• [TASK REQUIREMENTS]
For the entries below, state how many lines include the string "callback", and write nothing besides that number.

• [RECORDS FOR THIS EXERCISE]
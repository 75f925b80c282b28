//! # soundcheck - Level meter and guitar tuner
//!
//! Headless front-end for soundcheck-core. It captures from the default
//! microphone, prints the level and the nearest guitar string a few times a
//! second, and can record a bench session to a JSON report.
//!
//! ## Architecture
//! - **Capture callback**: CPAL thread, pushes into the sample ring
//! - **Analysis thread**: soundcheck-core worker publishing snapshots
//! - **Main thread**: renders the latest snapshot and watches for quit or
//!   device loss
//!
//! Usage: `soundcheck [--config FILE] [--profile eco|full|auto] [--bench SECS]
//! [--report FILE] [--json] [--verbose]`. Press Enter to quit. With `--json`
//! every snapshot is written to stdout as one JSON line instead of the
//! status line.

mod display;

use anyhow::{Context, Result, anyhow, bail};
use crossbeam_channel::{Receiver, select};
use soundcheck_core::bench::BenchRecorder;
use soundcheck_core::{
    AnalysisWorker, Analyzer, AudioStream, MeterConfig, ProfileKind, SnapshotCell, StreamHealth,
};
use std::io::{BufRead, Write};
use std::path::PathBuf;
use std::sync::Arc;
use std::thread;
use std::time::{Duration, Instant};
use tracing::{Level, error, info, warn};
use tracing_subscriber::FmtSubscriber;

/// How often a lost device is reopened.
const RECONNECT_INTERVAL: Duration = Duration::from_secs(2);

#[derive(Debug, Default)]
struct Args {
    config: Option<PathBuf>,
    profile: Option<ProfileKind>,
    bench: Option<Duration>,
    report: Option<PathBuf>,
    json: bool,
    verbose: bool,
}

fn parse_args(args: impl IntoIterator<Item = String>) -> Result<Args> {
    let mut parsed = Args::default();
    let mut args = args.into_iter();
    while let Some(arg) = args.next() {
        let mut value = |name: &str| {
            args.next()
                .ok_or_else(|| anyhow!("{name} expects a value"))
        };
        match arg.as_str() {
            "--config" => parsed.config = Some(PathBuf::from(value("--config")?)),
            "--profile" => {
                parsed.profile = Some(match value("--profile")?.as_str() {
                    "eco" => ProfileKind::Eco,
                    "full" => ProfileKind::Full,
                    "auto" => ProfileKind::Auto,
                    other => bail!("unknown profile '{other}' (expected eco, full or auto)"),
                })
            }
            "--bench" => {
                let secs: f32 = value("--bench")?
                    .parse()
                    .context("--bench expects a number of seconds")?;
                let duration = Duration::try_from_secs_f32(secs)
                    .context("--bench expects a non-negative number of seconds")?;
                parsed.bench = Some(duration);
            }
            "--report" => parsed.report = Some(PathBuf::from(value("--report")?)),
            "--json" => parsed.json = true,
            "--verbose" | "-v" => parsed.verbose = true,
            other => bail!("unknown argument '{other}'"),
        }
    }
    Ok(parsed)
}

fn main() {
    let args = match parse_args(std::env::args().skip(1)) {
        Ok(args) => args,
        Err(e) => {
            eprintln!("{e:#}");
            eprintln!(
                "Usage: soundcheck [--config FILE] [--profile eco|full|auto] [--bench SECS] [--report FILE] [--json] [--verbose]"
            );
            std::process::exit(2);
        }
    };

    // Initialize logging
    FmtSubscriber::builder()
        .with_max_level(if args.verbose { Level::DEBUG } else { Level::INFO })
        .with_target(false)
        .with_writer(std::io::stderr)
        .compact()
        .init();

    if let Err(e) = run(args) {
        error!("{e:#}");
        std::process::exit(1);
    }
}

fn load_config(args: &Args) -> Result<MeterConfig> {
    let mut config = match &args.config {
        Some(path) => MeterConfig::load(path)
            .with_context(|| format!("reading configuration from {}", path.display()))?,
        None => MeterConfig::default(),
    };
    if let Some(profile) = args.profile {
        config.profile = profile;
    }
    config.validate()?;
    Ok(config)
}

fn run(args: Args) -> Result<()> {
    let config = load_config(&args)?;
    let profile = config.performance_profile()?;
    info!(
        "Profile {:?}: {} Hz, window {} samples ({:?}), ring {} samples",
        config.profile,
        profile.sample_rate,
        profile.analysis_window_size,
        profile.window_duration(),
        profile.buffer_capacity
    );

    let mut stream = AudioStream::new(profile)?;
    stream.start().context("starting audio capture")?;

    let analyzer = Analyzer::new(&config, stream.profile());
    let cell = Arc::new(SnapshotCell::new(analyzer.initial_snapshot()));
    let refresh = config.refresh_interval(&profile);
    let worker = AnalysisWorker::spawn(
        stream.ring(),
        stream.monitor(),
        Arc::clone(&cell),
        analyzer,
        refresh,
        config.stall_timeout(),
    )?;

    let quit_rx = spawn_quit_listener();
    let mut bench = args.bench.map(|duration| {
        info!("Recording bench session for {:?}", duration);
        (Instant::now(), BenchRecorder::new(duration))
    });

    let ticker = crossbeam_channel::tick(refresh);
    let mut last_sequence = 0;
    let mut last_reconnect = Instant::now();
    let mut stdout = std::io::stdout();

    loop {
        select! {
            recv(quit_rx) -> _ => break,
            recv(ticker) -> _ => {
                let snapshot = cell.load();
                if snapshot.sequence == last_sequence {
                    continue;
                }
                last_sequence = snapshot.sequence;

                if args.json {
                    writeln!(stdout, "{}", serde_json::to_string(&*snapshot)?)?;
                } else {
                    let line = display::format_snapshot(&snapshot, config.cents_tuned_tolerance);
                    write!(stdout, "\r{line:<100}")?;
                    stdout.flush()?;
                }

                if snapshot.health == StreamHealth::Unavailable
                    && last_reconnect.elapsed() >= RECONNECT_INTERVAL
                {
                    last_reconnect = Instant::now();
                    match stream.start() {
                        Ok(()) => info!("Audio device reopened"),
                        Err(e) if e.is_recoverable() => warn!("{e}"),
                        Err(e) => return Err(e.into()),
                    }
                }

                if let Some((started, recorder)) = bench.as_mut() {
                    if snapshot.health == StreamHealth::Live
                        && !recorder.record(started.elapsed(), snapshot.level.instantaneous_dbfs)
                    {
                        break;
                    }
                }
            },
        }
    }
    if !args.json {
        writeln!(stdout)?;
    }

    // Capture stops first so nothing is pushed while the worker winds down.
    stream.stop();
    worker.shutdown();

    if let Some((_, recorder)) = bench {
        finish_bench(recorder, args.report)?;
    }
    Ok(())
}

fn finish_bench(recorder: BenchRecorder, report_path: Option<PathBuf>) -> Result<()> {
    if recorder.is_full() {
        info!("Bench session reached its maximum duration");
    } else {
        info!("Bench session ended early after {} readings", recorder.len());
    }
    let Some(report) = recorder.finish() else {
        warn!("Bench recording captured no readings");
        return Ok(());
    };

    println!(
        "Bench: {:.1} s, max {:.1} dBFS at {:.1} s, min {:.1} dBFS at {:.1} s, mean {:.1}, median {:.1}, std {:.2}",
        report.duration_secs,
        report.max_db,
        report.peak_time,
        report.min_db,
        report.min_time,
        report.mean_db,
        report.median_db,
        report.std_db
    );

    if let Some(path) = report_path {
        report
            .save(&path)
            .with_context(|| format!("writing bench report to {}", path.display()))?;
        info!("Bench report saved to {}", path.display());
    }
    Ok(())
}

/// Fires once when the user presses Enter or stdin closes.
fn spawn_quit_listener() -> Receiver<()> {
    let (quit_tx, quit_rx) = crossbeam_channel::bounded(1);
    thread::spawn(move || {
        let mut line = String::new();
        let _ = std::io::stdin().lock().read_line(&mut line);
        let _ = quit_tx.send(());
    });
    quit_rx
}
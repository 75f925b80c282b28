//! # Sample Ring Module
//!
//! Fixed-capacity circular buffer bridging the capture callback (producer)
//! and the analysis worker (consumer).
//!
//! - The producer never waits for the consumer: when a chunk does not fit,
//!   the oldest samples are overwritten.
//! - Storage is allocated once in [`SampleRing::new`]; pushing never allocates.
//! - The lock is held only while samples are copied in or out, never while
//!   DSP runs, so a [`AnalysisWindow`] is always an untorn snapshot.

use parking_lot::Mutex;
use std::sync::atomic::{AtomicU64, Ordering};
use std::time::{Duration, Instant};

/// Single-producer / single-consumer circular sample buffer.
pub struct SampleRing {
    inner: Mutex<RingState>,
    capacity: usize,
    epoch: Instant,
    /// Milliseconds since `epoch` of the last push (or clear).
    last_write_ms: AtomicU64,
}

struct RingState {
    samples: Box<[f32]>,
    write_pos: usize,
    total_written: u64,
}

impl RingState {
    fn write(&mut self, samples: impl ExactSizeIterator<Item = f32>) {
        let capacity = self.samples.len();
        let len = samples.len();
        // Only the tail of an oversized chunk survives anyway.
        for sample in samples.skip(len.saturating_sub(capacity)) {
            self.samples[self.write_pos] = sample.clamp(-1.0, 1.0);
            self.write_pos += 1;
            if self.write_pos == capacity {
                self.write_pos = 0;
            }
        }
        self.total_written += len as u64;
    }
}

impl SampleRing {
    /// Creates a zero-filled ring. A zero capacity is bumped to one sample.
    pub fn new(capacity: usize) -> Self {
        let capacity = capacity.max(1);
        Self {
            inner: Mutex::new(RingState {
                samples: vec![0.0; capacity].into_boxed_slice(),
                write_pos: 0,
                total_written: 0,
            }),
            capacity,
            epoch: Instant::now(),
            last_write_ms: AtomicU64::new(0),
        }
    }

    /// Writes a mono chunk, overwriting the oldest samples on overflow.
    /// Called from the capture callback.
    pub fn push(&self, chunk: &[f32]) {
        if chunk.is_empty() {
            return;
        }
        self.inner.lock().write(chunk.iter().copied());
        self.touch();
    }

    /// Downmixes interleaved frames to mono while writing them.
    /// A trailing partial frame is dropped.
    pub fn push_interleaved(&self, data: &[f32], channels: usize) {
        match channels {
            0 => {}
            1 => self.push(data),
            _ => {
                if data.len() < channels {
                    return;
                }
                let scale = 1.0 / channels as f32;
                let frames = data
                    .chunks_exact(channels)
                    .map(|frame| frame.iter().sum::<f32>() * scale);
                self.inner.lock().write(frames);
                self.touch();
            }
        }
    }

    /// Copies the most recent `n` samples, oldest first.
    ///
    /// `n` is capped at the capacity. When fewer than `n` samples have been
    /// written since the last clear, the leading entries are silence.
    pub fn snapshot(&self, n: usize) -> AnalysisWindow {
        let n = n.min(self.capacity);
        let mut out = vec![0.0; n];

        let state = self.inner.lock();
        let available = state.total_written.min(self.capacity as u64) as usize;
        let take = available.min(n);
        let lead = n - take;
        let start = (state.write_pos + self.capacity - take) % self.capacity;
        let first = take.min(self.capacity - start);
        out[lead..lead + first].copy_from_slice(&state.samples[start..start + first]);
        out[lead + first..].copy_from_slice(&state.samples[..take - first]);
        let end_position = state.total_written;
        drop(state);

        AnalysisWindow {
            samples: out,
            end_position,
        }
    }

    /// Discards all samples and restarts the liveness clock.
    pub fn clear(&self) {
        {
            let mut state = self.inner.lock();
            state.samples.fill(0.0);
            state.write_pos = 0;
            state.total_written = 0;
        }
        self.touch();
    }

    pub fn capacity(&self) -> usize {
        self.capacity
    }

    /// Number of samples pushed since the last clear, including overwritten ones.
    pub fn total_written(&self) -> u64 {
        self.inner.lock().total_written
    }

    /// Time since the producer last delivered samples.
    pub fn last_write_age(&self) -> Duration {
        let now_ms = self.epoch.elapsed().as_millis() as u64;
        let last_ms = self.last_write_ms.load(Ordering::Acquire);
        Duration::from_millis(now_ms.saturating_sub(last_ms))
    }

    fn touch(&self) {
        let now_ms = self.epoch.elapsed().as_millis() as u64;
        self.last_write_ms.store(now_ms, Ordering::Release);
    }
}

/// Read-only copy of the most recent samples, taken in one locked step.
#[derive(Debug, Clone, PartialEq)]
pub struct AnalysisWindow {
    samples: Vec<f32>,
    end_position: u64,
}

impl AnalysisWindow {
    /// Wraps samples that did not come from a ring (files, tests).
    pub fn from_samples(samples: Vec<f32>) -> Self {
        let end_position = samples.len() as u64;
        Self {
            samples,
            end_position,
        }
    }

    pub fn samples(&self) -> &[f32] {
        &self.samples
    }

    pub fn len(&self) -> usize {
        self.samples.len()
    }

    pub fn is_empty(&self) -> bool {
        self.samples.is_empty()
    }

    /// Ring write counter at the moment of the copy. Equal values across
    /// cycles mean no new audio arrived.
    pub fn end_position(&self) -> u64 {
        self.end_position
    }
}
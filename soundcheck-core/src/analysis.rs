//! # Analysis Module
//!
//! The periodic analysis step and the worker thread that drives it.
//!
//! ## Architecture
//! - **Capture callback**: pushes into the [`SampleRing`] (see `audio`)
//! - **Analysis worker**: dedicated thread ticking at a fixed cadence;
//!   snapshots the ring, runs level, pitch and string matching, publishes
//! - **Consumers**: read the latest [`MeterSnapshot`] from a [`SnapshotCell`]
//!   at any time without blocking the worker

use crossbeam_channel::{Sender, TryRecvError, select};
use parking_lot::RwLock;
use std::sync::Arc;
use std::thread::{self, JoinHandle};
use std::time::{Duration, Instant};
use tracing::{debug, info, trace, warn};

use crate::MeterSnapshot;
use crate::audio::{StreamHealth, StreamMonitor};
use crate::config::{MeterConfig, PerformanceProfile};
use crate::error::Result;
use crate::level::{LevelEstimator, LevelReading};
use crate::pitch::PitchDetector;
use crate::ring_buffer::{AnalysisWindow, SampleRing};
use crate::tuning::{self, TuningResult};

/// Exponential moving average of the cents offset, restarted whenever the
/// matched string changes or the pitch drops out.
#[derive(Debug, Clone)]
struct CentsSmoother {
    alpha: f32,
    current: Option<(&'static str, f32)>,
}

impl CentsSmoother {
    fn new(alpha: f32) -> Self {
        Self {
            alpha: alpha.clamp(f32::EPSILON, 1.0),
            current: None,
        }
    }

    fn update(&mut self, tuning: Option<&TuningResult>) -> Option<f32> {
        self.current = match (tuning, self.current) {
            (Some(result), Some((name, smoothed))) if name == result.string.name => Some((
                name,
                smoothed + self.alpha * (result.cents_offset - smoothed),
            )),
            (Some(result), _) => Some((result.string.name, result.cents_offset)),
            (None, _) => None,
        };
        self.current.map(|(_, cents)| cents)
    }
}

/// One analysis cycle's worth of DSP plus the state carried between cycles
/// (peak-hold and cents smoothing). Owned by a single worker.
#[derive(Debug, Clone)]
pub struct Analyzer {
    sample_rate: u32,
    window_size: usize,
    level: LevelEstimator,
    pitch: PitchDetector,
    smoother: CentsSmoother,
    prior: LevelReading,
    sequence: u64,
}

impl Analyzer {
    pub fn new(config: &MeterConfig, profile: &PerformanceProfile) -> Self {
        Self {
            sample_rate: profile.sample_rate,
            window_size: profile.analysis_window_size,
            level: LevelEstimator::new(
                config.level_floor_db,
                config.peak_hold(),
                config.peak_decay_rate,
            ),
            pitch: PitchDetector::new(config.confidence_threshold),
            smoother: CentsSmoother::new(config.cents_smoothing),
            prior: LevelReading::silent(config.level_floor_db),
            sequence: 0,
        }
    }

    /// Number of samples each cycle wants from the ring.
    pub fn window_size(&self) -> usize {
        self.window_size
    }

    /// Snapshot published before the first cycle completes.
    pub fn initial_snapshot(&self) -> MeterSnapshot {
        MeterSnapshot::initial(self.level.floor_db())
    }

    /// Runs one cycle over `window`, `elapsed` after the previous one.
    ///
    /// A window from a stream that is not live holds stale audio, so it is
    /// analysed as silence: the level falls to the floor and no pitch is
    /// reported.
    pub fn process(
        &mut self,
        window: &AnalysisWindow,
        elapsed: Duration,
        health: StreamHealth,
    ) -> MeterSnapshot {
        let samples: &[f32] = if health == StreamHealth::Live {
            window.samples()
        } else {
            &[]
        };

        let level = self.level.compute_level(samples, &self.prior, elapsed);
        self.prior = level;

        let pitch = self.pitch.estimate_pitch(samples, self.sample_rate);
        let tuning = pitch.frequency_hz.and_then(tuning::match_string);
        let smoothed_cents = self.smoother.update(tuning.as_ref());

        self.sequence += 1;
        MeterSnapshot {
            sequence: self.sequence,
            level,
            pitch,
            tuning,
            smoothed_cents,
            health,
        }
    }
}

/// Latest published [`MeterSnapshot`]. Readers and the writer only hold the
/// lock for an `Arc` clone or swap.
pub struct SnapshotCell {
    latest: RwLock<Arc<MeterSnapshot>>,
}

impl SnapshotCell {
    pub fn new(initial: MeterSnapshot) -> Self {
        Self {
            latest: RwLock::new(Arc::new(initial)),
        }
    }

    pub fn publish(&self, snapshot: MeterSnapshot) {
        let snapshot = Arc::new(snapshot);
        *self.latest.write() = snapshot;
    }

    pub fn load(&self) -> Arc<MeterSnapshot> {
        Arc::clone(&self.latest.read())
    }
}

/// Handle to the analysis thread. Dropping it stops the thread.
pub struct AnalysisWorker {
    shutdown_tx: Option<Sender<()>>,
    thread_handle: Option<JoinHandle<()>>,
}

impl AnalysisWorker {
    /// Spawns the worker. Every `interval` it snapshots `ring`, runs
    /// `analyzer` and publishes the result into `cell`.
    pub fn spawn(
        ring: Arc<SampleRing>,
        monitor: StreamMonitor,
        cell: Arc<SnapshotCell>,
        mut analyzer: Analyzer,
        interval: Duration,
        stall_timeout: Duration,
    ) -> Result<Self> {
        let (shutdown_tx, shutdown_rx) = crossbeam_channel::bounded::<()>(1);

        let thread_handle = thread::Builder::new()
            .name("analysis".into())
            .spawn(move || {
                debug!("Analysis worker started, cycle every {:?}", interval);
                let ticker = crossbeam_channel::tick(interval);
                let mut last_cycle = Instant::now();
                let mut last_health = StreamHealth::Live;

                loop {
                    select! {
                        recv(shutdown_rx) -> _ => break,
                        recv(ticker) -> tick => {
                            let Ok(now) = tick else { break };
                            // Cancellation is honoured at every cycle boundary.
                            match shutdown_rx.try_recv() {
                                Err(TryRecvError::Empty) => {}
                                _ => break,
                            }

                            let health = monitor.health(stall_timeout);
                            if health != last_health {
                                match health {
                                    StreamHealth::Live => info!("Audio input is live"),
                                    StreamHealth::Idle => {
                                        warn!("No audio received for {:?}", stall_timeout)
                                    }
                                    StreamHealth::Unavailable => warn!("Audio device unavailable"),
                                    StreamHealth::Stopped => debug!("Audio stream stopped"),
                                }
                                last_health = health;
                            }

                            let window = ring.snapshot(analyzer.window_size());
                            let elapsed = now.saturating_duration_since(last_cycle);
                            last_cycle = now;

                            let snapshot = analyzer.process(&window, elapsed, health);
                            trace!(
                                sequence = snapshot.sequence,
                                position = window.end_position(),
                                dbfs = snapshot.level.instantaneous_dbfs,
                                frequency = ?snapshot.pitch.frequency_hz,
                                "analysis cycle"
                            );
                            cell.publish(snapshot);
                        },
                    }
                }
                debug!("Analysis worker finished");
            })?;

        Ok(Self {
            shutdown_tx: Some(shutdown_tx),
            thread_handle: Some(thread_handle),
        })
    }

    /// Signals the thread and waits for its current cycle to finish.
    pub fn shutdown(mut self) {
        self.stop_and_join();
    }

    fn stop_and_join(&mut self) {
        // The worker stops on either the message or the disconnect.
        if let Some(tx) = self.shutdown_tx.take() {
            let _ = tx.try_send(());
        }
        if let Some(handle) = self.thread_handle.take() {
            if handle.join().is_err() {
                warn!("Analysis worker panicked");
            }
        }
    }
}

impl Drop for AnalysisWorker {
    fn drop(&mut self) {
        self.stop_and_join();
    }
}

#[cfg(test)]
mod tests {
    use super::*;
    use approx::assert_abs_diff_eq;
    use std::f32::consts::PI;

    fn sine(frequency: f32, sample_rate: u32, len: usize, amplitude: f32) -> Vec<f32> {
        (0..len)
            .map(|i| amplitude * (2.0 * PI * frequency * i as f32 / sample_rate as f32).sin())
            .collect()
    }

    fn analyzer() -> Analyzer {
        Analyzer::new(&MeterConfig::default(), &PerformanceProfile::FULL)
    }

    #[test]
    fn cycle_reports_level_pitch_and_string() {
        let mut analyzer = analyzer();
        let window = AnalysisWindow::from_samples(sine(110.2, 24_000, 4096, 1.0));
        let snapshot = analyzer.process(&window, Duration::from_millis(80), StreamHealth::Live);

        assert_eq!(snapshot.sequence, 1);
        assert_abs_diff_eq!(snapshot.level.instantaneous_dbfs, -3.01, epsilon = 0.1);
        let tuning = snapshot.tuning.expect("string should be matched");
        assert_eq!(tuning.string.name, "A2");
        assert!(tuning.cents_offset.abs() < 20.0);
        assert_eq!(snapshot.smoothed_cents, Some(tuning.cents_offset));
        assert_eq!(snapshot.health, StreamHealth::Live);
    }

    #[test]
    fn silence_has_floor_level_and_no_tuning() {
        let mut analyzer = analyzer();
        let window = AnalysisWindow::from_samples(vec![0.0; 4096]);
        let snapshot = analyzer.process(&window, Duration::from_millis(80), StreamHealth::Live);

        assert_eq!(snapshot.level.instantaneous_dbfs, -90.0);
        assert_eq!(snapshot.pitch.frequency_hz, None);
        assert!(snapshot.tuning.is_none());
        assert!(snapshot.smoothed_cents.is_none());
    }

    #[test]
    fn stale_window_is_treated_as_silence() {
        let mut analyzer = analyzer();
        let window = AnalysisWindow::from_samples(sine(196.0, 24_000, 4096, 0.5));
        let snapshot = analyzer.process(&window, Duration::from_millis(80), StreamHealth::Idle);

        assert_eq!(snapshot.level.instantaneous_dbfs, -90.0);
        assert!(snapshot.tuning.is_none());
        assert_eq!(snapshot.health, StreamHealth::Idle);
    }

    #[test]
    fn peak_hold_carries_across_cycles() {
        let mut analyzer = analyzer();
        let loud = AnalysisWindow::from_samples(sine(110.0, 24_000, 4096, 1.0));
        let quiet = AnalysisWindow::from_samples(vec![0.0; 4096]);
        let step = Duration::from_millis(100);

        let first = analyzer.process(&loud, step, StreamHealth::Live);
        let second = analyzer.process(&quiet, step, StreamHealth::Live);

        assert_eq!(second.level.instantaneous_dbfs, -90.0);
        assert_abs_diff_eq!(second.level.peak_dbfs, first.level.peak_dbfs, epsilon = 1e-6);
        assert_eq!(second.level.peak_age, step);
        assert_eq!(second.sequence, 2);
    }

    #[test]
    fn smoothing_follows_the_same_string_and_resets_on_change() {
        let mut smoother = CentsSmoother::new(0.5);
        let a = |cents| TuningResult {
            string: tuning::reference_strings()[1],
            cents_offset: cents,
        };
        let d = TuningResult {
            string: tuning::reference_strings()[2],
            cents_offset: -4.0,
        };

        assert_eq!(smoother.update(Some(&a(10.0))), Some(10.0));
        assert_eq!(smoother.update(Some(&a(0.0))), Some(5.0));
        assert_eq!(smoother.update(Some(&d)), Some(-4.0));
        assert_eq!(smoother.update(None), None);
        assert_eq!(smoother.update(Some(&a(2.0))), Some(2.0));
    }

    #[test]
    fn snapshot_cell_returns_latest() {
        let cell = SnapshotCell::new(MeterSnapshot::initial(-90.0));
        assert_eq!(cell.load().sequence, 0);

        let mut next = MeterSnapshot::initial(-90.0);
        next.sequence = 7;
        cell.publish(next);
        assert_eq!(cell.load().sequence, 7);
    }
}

• [WRITTEN ANSWER]
4